──────── DATA FOR THE TASK
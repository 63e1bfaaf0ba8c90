//! The contract lifecycle manager.
//!
//! Wraps [`ChainApi`] with the normalization rules the engine relies on:
//! a `ContractId` of zero always means "no contract exists yet" and is a
//! no-op for cancel and update, and a contract the ledger reports as already
//! gone cancels successfully.

use std::sync::Arc;

use gridforge_core::{ContractId, Identity, NodeId, TwinId};
use gridforge_models::{Contract, DeploymentHash};

use crate::chain::ChainApi;
use crate::error::{LedgerError, Result};

/// Lifecycle wrapper over the chain ledger.
///
/// Cheap to clone; all clones share the underlying chain client.
pub struct ContractManager<C: ChainApi> {
    chain: Arc<C>,
}

impl<C: ChainApi> Clone for ContractManager<C> {
    fn clone(&self) -> Self {
        Self {
            chain: Arc::clone(&self.chain),
        }
    }
}

impl<C: ChainApi> ContractManager<C> {
    /// Create a new manager over a chain client.
    #[must_use]
    pub fn new(chain: Arc<C>) -> Self {
        Self { chain }
    }

    /// Access the underlying chain client.
    #[must_use]
    pub fn chain(&self) -> &Arc<C> {
        &self.chain
    }

    /// Create a node contract sized to a deployment.
    ///
    /// # Errors
    ///
    /// Returns an error if the chain call fails.
    pub async fn create_node_contract(
        &self,
        identity: &dyn Identity,
        node_id: NodeId,
        deployment_hash: DeploymentHash,
        public_ips: u32,
    ) -> Result<ContractId> {
        let contract_id = self
            .chain
            .create_node_contract(identity, node_id, deployment_hash, public_ips)
            .await?;

        tracing::info!(
            node_id = %node_id,
            contract_id = %contract_id,
            public_ips,
            "Created node contract"
        );

        Ok(contract_id)
    }

    /// Replace the body hash of an existing node contract.
    ///
    /// Updating the "no contract" sentinel is a no-op success and performs
    /// no ledger call.
    ///
    /// # Errors
    ///
    /// Returns `LedgerError::ContractNotFound` if the contract is gone.
    pub async fn update_node_contract(
        &self,
        identity: &dyn Identity,
        contract_id: ContractId,
        deployment_hash: DeploymentHash,
    ) -> Result<ContractId> {
        if contract_id.is_none() {
            tracing::debug!("Skipping update of absent contract");
            return Ok(contract_id);
        }

        let contract_id = self
            .chain
            .update_node_contract(identity, contract_id, deployment_hash)
            .await?;

        tracing::info!(
            contract_id = %contract_id,
            hash = %deployment_hash,
            "Updated node contract"
        );

        Ok(contract_id)
    }

    /// Cancel a contract.
    ///
    /// Canceling the "no contract" sentinel, or a contract the ledger
    /// reports as already gone, succeeds without error.
    ///
    /// # Errors
    ///
    /// Returns an error on unexpected ledger failures.
    pub async fn cancel_contract(
        &self,
        identity: &dyn Identity,
        contract_id: ContractId,
    ) -> Result<()> {
        if contract_id.is_none() {
            tracing::debug!("Skipping cancel of absent contract");
            return Ok(());
        }

        match self.chain.cancel_contract(identity, contract_id).await {
            Ok(()) => {
                tracing::info!(contract_id = %contract_id, "Canceled contract");
                Ok(())
            }
            Err(LedgerError::ContractNotFound(_)) => {
                tracing::debug!(contract_id = %contract_id, "Contract already gone");
                Ok(())
            }
            Err(e) => Err(e),
        }
    }

    /// Check whether a previously known contract is still alive.
    ///
    /// Returns false for the "no contract" sentinel, for a contract in a
    /// non-created state, and for a contract the ledger no longer knows.
    ///
    /// # Errors
    ///
    /// Returns an error only on unexpected ledger failures.
    pub async fn is_valid_contract(&self, contract_id: ContractId) -> Result<bool> {
        if contract_id.is_none() {
            return Ok(false);
        }

        match self.chain.get_contract(contract_id).await {
            Ok(contract) => Ok(contract.is_created()),
            Err(LedgerError::ContractNotFound(_)) => Ok(false),
            Err(e) => Err(e),
        }
    }

    /// Fetch a contract record.
    ///
    /// # Errors
    ///
    /// Returns `LedgerError::ContractNotFound` if the contract does not
    /// exist.
    pub async fn get_contract(&self, contract_id: ContractId) -> Result<Contract> {
        if contract_id.is_none() {
            return Err(LedgerError::ContractNotFound(contract_id));
        }
        self.chain.get_contract(contract_id).await
    }

    /// Reserve a globally-unique name, reusing a live reservation already
    /// held by this identity.
    ///
    /// # Errors
    ///
    /// Returns an error if the chain call fails or the name is held by
    /// another twin.
    pub async fn reserve_name(&self, identity: &dyn Identity, name: &str) -> Result<ContractId> {
        if let Some(existing) = self.chain.contract_id_by_name(name).await? {
            let contract = self.chain.get_contract(existing).await?;
            if contract.is_created()
                && contract.name() == Some(name)
                && contract.twin_id == identity.twin_id()
            {
                tracing::debug!(contract_id = %existing, name, "Reusing name reservation");
                return Ok(existing);
            }
        }

        let contract_id = self.chain.create_name_contract(identity, name).await?;
        tracing::info!(contract_id = %contract_id, name, "Reserved name");
        Ok(contract_id)
    }

    /// Validate a previously tracked name reservation, replacing it if it is
    /// stale.
    ///
    /// A reservation found bound to a different name than requested, or no
    /// longer alive, is canceled and replaced with a fresh one.
    ///
    /// # Errors
    ///
    /// Returns an error if the chain calls fail.
    pub async fn validate_name_contract(
        &self,
        identity: &dyn Identity,
        contract_id: ContractId,
        name: &str,
    ) -> Result<ContractId> {
        if !contract_id.is_none() {
            match self.chain.get_contract(contract_id).await {
                Ok(contract) if contract.is_created() && contract.name() == Some(name) => {
                    return Ok(contract_id);
                }
                Ok(contract) => {
                    // Stale reservation: wrong name or dying contract.
                    tracing::warn!(
                        contract_id = %contract_id,
                        bound = ?contract.name(),
                        requested = name,
                        "Replacing stale name reservation"
                    );
                    self.cancel_contract(identity, contract_id).await?;
                }
                Err(LedgerError::ContractNotFound(_)) => {}
                Err(e) => return Err(e),
            }
        }

        self.reserve_name(identity, name).await
    }

    /// Resolve a node's messaging twin.
    ///
    /// # Errors
    ///
    /// Returns `LedgerError::NodeNotFound` if the node is unknown.
    pub async fn node_twin(&self, node_id: NodeId) -> Result<TwinId> {
        self.chain.node_twin(node_id).await
    }
}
────────────────
> **PROMPT**
All that belongs in your answer is the stretch of entries above from the line with "contract.twin_id == identity.twin_id()" through the line with "chain calls fail.", printed exactly.

> **RESPONSE**
                && contract.twin_id == identity.twin_id()
            {
                tracing::debug!(contract_id = %existing, name, "Reusing name reservation");
                return Ok(existing);
            }
        }

        let contract_id = self.chain.create_name_contract(identity, name).await?;
        tracing::info!(contract_id = %contract_id, name, "Reserved name");
        Ok(contract_id)
    }

    /// Validate a previously tracked name reservation, replacing it if it is
    /// stale.
    ///
    /// A reservation found bound to a different name than requested, or no
    /// longer alive, is canceled and replaced with a fresh one.
    ///
    /// # Errors
    ///
    /// Returns an error if the chain calls fail.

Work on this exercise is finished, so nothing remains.